▸ Exercise directions
Working from the entries below, tally each line that holds "join". Give the tally and nothing else.

Stored data:
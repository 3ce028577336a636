//! Data pipeline against on-disk tables
//!
//! Writes collar and merged CSVs to a temporary directory and runs the same
//! steps as the render flow: configuration, loading, sentinel replacement,
//! hole selection, legend and summary.

use std::fs;
use std::path::PathBuf;
use striplog::{
    ConfigOverrides, HoleLog, HoleSummary, Legend, LegendKind, StriplogConfig, StriplogError,
};
use tempfile::TempDir;

const COLLAR: &str = "\
holeid,x,y,max_depth
SPD0412,100.5,200.25,10
SPD0500,101.0,199.0,40
";

const MERGED: &str = "\
holeid,from,to,Litologia,Alteracion,FFEspaciamiento,RqdRQD,CUS,MO,CUFE
SPD0412,0,4,GRAV,A,1.2,75,0.12,0.010,0.30
SPD0412,4,8.5,FP,KB,-99,80,0.25,-99,0.45
SPD0412,8.5,12,ZZZ,,2.4,90,0.31,0.020,-99
SPD0500,0,6,SED,CL,1.0,60,0.05,0.001,0.10
";

struct Fixture {
    _dir: TempDir,
    collar: PathBuf,
    merged: PathBuf,
}

fn fixture() -> Fixture {
    let dir = tempfile::tempdir().unwrap();
    let collar = dir.path().join("collar.csv");
    let merged = dir.path().join("merged_data.csv");
    fs::write(&collar, COLLAR).unwrap();
    fs::write(&merged, MERGED).unwrap();
    Fixture {
        _dir: dir,
        collar,
        merged,
    }
}

fn config_for(fixture: &Fixture) -> StriplogConfig {
    let overrides = ConfigOverrides {
        collar: Some(fixture.collar.clone()),
        intervals: Some(fixture.merged.clone()),
        ..Default::default()
    };
    StriplogConfig::from_sources(None, &overrides, false).unwrap()
}

#[test]
fn test_pipeline_selects_configured_hole() {
    let fixture = fixture();
    let config = config_for(&fixture);
    let loader = config.loader().unwrap();

    let merged = loader.load_table(&config.input.intervals).unwrap();
    assert_eq!(merged.len(), 4);

    let log = HoleLog::select(
        &merged,
        &config.columns,
        &config.hole_id,
        &config.parameter_names(),
    )
    .unwrap();

    assert_eq!(log.hole_id, "SPD0412");
    assert_eq!(log.intervals.len(), 3);
    assert_eq!(log.intervals[1].mid_depth(), 6.25);
    // sentinels became missing, other values untouched
    assert_eq!(log.intervals[1].values[0], None);
    assert_eq!(log.intervals[1].values[1], Some(80.0));
    assert_eq!(log.intervals[2].alteration, None);

    let range = log.depth_range().unwrap();
    assert_eq!(range.axis_limits(), (12.0, 0.0));
}

#[test]
fn test_legend_skips_unmapped_codes() {
    let fixture = fixture();
    let config = config_for(&fixture);
    let merged = config
        .loader()
        .unwrap()
        .load_table(&config.input.intervals)
        .unwrap();
    let log = HoleLog::select(
        &merged,
        &config.columns,
        &config.hole_id,
        &config.parameter_names(),
    )
    .unwrap();

    let legend = Legend::assemble(
        &log,
        &config.lithology_map().unwrap(),
        &config.alteration_map().unwrap(),
        &config.parameters,
    )
    .unwrap();

    let labels = |title: &str| -> Vec<String> {
        legend
            .section(title)
            .unwrap()
            .entries
            .iter()
            .map(|e| e.label.clone())
            .collect()
    };
    // legend follows color-map order, not appearance order
    assert_eq!(labels("Lithology"), ["GRAV", "FP"]);
    assert_eq!(labels("Alteration"), ["A", "KB"]);
    assert_eq!(labels("Parameters").len(), 5);
    assert!(legend
        .section("Parameters")
        .unwrap()
        .entries
        .iter()
        .all(|e| e.kind == LegendKind::Line));
}

#[test]
fn test_summary_reports_collar_overrun() {
    let fixture = fixture();
    let config = config_for(&fixture);
    let loader = config.loader().unwrap();
    let merged = loader.load_table(&config.input.intervals).unwrap();
    let collars = loader.load_table(&config.input.collar).unwrap();

    let log = HoleLog::select(
        &merged,
        &config.columns,
        &config.hole_id,
        &config.parameter_names(),
    )
    .unwrap();
    let summary = HoleSummary::build(&log, &collars, &config.columns);

    assert_eq!(summary.collar_max_depth, Some(10.0));
    assert_eq!(summary.depth_overrun(), Some(2.0));
    let cufe = summary.parameters.iter().find(|p| p.name == "CUFE").unwrap();
    assert_eq!((cufe.present, cufe.missing), (2, 1));
}

#[test]
fn test_missing_input_file_is_reported() {
    let fixture = fixture();
    let mut config = config_for(&fixture);
    config.input.intervals = fixture.merged.with_file_name("absent.csv");

    let err = config
        .loader()
        .unwrap()
        .load_table(&config.input.intervals)
        .unwrap_err();
    assert!(matches!(err, StriplogError::FileOpen { .. }));
}

#[test]
fn test_missing_column_is_reported() {
    let fixture = fixture();
    let mut config = config_for(&fixture);
    config.columns.lithology = "Lithology".to_string();
    let merged = config
        .loader()
        .unwrap()
        .load_table(&config.input.intervals)
        .unwrap();

    let err = HoleLog::select(&merged, &config.columns, &config.hole_id, &[]).unwrap_err();
    assert!(matches!(err, StriplogError::MissingColumn { ref column } if column == "Lithology"));
}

▸ Task output
2